Fyra av fyra
year 2012 to 2013
recording device zoom h4n
well. i've always had grandoise
ideas about myself. so i am legend. great.
anyway. this is the record i've worked most on.
four times the Creation length of a normal one.
it morphed into many many shapes along the way.
so the first was a maxi-cd, but no-one cared, so why should i?
it was completely produced in audacity.
just piano, synth, spoken word (very strange,
it got compared to the door's singer's
alcoholic weird underground endevours)
and sampled ambience.
this was before i discovered elektroniskt i p2,
and the 20 minute sotz epics they usually featured.
if there had been any other show with
such quality from the electronic music scene,
maybe my music would've taken another direction.

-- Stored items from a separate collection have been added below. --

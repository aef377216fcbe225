// This file is part of shoal, an interactive POSIX-style shell.
// Copyright (C) 2026 the shoal developers
//
// This program is free software: you can redistribute it and/or modify
// it under the terms of the GNU General Public License as published by
// the Free Software Foundation, either version 3 of the License, or
// (at your option) any later version.
//
// This program is distributed in the hope that it will be useful,
// but WITHOUT ANY WARRANTY; without even the implied warranty of
// MERCHANTABILITY or FITNESS FOR A PARTICULAR PURPOSE.  See the
// GNU General Public License for more details.
//
// You should have received a copy of the GNU General Public License
// along with this program.  If not, see <https://www.gnu.org/licenses/>.

//! Initial expansion of [`WordUnit`] and [`Word`]

use super::super::attr::AttrChar;
use super::super::phrase::Phrase;
use super::super::Error;
use super::{Expand, ExpandContext};
use shoal_syntax::syntax::{Word, WordUnit};

impl Expand for WordUnit {
    fn expand(&self, cx: &mut ExpandContext) -> Result<Phrase, Error> {
        match self {
            WordUnit::Unquoted(unit) => unit.expand(cx),

            WordUnit::SingleQuote(content) => {
                let mut chars = Vec::with_capacity(content.len() + 2);
                chars.push(AttrChar::quoting('\'', cx.in_double_quotes));
                chars.extend(content.chars().map(|c| AttrChar {
                    value: c,
                    origin: super::super::attr::Origin::Literal,
                    is_quoted: true,
                    is_quoting: false,
                }));
                chars.push(AttrChar::quoting('\'', cx.in_double_quotes));
                Ok(Phrase::Field(chars))
            }

            WordUnit::DoubleQuote(text) => {
                let was_quoted = cx.in_double_quotes;
                let was_splitting = cx.will_split;
                cx.in_double_quotes = true;
                cx.will_split = false;
                let inner = text.expand(cx);
                cx.in_double_quotes = was_quoted;
                cx.will_split = was_splitting;

                let inner = inner?;
                // `"$@"` with no positional parameters produces no fields;
                // the quote marks must not resurrect an empty field.
                if inner.field_count() == 0 {
                    return Ok(Phrase::zero_fields());
                }
                let mut phrase = Phrase::Char(AttrChar::quoting('"', was_quoted));
                phrase.append(inner);
                phrase.append(Phrase::Char(AttrChar::quoting('"', was_quoted)));
                Ok(phrase)
            }

            WordUnit::DollarSingleQuote(escaped) => {
                let content = escaped.to_string_content();
                let mut chars = Vec::with_capacity(content.len() + 2);
                chars.push(AttrChar::quoting('\'', cx.in_double_quotes));
                chars.extend(content.chars().map(|c| AttrChar {
                    value: c,
                    origin: super::super::attr::Origin::Literal,
                    is_quoted: true,
                    is_quoting: false,
                }));
                chars.push(AttrChar::quoting('\'', cx.in_double_quotes));
                Ok(Phrase::Field(chars))
            }

            WordUnit::Tilde(name) => Ok(super::tilde::expand_tilde(name, cx)),

            WordUnit::ProcSubst {
                direction,
                content,
                location,
            } => crate::proc_subst::expand_proc_subst(*direction, content, location, cx),
        }
    }
}

impl Expand for Word {
    fn expand(&self, cx: &mut ExpandContext) -> Result<Phrase, Error> {
        self.units.expand(cx)
    }
}

#[cfg(test)]
mod tests {
    use super::super::super::attr::strip;
    use super::*;
    use crate::tests::dummy_env;
    use shoal_env::variable::Scope;

    fn expand_to_strings(word: &str, env: &mut shoal_env::Env) -> Vec<String> {
        let word: Word = word.parse().unwrap();
        let mut cx = ExpandContext::new(env);
        let phrase = word.expand(&mut cx).unwrap();
        phrase
            .into_full()
            .into_iter()
            .map(|chars| strip(&chars))
            .collect()
    }

    #[test]
    fn quoted_and_unquoted_parts_concatenate() {
        let mut env = dummy_env();
        env.variables
            .assign_scalar(Scope::Global, "x", "mid")
            .unwrap();
        let fields = expand_to_strings("a'b'\"$x\"c", &mut env);
        assert_eq!(fields, ["abmidc"]);
    }

    #[test]
    fn quoted_at_expands_to_one_field_per_parameter() {
        let mut env = dummy_env();
        env.variables
            .positional_params_mut()
            .extend(["one".to_string(), "two".to_string()]);
        let fields = expand_to_strings("\"$@\"", &mut env);
        assert_eq!(fields, ["one", "two"]);
    }

    #[test]
    fn affixes_around_quoted_at() {
        let mut env = dummy_env();
        env.variables
            .positional_params_mut()
            .extend(["1".to_string(), "2".to_string(), "3".to_string()]);
        let fields = expand_to_strings("pre\"$@\"suf", &mut env);
        assert_eq!(fields, ["pre1", "2", "3suf"]);
    }
}
// This file is part of shoal, an interactive POSIX-style shell.
// Copyright (C) 2026 the shoal developers
//
// This program is free software: you can redistribute it and/or modify
// it under the terms of the GNU General Public License as published by
// the Free Software Foundation, either version 3 of the License, or
// (at your option) any later version.
//
// This program is distributed in the hope that it will be useful,
// but WITHOUT ANY WARRANTY; without even the implied warranty of
// MERCHANTABILITY or FITNESS FOR A PARTICULAR PURPOSE.  See the
// GNU General Public License for more details.
//
// You should have received a copy of the GNU General Public License
// along with this program.  If not, see <https://www.gnu.org/licenses/>.

//! Shell arithmetic evaluation
//!
//! This crate evaluates the integer expressions appearing in `$((...))` and
//! `((...))`: C-like precedence, 64-bit signed arithmetic, the full operator
//! set including assignments, increments, the conditional operator, and the
//! comma. Identifiers are resolved through the caller-supplied [`Env`] trait,
//! and assignments are written back through the same trait.
//!
//! ```
//! # use std::collections::HashMap;
//! # use shoal_arith::{eval, Value};
//! let mut env = HashMap::new();
//! env.insert("x".to_string(), "6".to_string());
//! assert_eq!(eval("x * 7", &mut env).unwrap(), Value::Integer(42));
//! ```

mod env;
mod eval;
mod token;

pub use self::env::Env;
pub use self::token::TokenError;

use std::fmt::Display;
use std::ops::Range;

/// Result of arithmetic evaluation
#[derive(Clone, Copy, Debug, Eq, Hash, PartialEq)]
pub enum Value {
    Integer(i64),
}

impl Display for Value {
    fn fmt(&self, f: &mut std::fmt::Formatter<'_>) -> std::fmt::Result {
        match self {
            Value::Integer(i) => i.fmt(f),
        }
    }
}

/// Cause of an evaluation error
#[derive(Clone, Debug, Eq, PartialEq)]
pub enum ErrorCause<E> {
    /// Error in tokenization
    TokenError(TokenError),
    /// A token where none or a different one was expected
    UnexpectedToken,
    /// The expression ended where more tokens were expected
    IncompleteExpression,
    /// The left-hand side of an assignment or `++`/`--` is not a variable
    AssignmentToValue,
    /// A variable value that does not parse as a number
    InvalidVariableValue(String),
    /// Result out of the 64-bit signed range
    Overflow,
    /// Division or remainder by zero
    DivisionByZero,
    /// Exponentiation with a negative exponent
    NegativeExponent,
    /// Error assigning a variable
    AssignVariableError(E),
}

impl<E: Display> Display for ErrorCause<E> {
    fn fmt(&self, f: &mut std::fmt::Formatter<'_>) -> std::fmt::Result {
        use ErrorCause::*;
        match self {
            TokenError(e) => e.fmt(f),
            UnexpectedToken => "unexpected token".fmt(f),
            IncompleteExpression => "incomplete expression".fmt(f),
            AssignmentToValue => "cannot assign to a value".fmt(f),
            InvalidVariableValue(v) => {
                write!(f, "variable value {v:?} cannot be parsed as a number")
            }
            Overflow => "overflow".fmt(f),
            DivisionByZero => "division by zero".fmt(f),
            NegativeExponent => "exponent less than zero".fmt(f),
            AssignVariableError(e) => e.fmt(f),
        }
    }
}

impl<E> From<TokenError> for ErrorCause<E> {
    fn from(e: TokenError) -> Self {
        ErrorCause::TokenError(e)
    }
}

/// Evaluation error with its position in the expression
#[derive(Clone, Debug, Eq, PartialEq)]
pub struct Error<E> {
    pub cause: ErrorCause<E>,
    pub location: Range<usize>,
}

impl<E: Display> Display for Error<E> {
    fn fmt(&self, f: &mut std::fmt::Formatter<'_>) -> std::fmt::Result {
        self.cause.fmt(f)
    }
}

impl<E: std::fmt::Debug + Display> std::error::Error for Error<E> {}

impl<E> From<token::Error> for Error<E> {
    fn from(e: token::Error) -> Self {
        Error {
            cause: e.cause.into(),
            location: e.location,
        }
    }
}

/// Parses and evaluates an arithmetic expression.
pub fn eval<E: Env>(expression: &str, env: &mut E) -> Result<Value, Error<E::AssignError>> {
    eval::Evaluator::new(expression, env).run()
}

but as you might know by now,
quake 1 and 2 were my favorite computergames of all time,
and the 10000 hours of listening to
the first ones soundtrack
fucked me up beyond recognition.
it haunts me to this day.
i don't Think i will get free. or happy.
or anything. except a writer.
a maker of dreams.
i'm just as lonely as Before.
i forgave the psychiatric system,
and now they're my "friends".
i couldn't handle it on my own.
i eventually settled on mini-cd format
but as no-one in the entire World cared for it
it was only burned in a couple of copies
the flac versions should still be available online
although the sound quality is probably atrocious
not that i would know, since i've through the years
mostly only listened with built-in laptop speakers
or some cheap plastic Soundblasters or the like
i don't understand how rock stars don't go deaf
but why would photoshoppers turn blind?
maybe by then they would dream and see the world
as what they painted with light
unfortunately, working with editing photos
is incredibly minddraining
and the word is stronger in my genes
i don't get tired from Writing, rather the opposite
i presume i am on tibethan monk frequency
in my whole being, as i can only
concentrate on one thing at a time
the latest vaccine had sick toxins in it
but hey, i've gotten 100's of forced injections
so this was nothing special
i say like nine simone and curt cobain
allt är mitt fel
i started painting again
the second one looks like a depiction
of his suicide
extratone led me to very twisted music
which might've expressed how a shotgun suicider
felt after the downers had passed
in hinduism it is said you get 20 years
of bad luck if you kill something holy
if you kill yourself
as you are the only one that exists
you get 400 years of bad luck
or rather your family
don't do it
it's not an escape
the universe talks in challenges
you don't want to be the dark halo
which the the world orbits around
unless you have samurai discipline
i know it wouldn't work for me
i'm really confused as to if
cremation or burial is the worst
with burial you turn into a zombie
at the end of our days
while with cremation you're straight to hell
but maybe that's not true
i don't think everyone turns
to a zombie when they die
there are a plethora of überbeings
if zombie is the lowest
then replacing god on
his throne is the greatest
lucifer tried in his naivity
and look where that took him
wellness just doesn't work on me
since i've had so much un-well-ness in my Life
drugs are the only way up (and down, obviously)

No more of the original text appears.